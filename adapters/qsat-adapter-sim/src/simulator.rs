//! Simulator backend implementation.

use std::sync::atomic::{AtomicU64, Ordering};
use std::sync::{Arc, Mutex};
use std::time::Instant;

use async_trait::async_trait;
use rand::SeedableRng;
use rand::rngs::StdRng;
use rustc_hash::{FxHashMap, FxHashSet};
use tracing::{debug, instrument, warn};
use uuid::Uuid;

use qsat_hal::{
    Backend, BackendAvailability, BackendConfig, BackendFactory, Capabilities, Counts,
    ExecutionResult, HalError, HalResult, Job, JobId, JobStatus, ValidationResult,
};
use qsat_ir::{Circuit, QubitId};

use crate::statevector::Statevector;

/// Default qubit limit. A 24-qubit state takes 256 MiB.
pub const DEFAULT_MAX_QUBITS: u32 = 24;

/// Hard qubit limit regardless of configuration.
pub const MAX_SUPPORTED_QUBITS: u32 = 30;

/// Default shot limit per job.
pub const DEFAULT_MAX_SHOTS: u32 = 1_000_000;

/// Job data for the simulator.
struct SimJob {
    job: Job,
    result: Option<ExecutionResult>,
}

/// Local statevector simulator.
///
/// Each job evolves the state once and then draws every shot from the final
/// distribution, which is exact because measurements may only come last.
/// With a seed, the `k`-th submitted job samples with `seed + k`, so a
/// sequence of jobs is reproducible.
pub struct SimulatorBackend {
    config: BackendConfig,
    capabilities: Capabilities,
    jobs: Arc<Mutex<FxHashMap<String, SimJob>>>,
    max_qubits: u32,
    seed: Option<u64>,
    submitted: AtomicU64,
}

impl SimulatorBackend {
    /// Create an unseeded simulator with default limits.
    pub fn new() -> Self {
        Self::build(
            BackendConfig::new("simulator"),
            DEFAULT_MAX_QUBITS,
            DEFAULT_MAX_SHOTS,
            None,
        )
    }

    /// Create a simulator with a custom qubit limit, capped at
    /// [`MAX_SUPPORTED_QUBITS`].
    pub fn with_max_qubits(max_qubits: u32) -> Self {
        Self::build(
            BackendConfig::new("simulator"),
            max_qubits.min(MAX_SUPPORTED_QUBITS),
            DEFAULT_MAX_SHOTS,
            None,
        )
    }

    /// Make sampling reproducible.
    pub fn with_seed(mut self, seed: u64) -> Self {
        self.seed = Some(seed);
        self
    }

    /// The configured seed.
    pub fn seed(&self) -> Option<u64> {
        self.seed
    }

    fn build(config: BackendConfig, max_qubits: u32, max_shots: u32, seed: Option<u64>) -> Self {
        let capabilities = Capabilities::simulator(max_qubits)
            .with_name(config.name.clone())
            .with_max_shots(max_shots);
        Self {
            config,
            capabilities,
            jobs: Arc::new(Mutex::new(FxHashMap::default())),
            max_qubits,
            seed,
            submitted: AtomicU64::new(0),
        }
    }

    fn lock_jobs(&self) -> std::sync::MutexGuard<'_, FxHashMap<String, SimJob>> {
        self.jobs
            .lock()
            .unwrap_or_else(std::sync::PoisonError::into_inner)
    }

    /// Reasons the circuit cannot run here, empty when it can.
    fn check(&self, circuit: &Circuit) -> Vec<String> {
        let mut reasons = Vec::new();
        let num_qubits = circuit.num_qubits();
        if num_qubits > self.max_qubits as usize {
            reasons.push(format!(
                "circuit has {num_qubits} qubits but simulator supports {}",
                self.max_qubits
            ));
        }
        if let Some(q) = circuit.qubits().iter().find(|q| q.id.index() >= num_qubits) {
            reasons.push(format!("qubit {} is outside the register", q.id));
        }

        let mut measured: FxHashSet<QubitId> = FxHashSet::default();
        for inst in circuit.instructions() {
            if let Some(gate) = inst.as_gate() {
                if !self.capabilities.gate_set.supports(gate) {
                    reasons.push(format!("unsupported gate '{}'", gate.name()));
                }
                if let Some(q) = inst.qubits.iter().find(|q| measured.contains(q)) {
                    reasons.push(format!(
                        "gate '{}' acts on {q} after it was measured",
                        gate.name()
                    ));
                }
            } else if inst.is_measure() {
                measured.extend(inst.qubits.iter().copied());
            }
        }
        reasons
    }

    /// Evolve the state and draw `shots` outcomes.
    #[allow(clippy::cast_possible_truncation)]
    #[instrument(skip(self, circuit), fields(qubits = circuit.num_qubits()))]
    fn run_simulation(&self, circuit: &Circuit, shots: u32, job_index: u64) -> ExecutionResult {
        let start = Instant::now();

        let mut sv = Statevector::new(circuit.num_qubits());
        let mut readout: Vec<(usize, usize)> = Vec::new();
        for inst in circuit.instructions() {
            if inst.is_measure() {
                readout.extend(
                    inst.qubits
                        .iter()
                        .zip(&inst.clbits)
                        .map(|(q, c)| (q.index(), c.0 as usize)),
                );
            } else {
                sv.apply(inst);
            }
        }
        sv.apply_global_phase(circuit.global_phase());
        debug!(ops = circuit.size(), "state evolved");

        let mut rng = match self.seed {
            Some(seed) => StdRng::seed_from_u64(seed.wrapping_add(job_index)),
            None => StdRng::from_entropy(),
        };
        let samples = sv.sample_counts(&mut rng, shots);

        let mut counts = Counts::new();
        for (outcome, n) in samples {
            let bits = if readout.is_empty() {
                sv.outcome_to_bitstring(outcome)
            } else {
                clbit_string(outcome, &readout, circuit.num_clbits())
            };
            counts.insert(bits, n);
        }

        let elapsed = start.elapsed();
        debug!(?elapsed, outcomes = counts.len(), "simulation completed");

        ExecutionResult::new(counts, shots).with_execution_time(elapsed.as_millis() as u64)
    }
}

------------------------------

### Problem requirements
Line count for the string "elapsed": please say how many lines in the entries above contain it, with no other words.

### Written response
3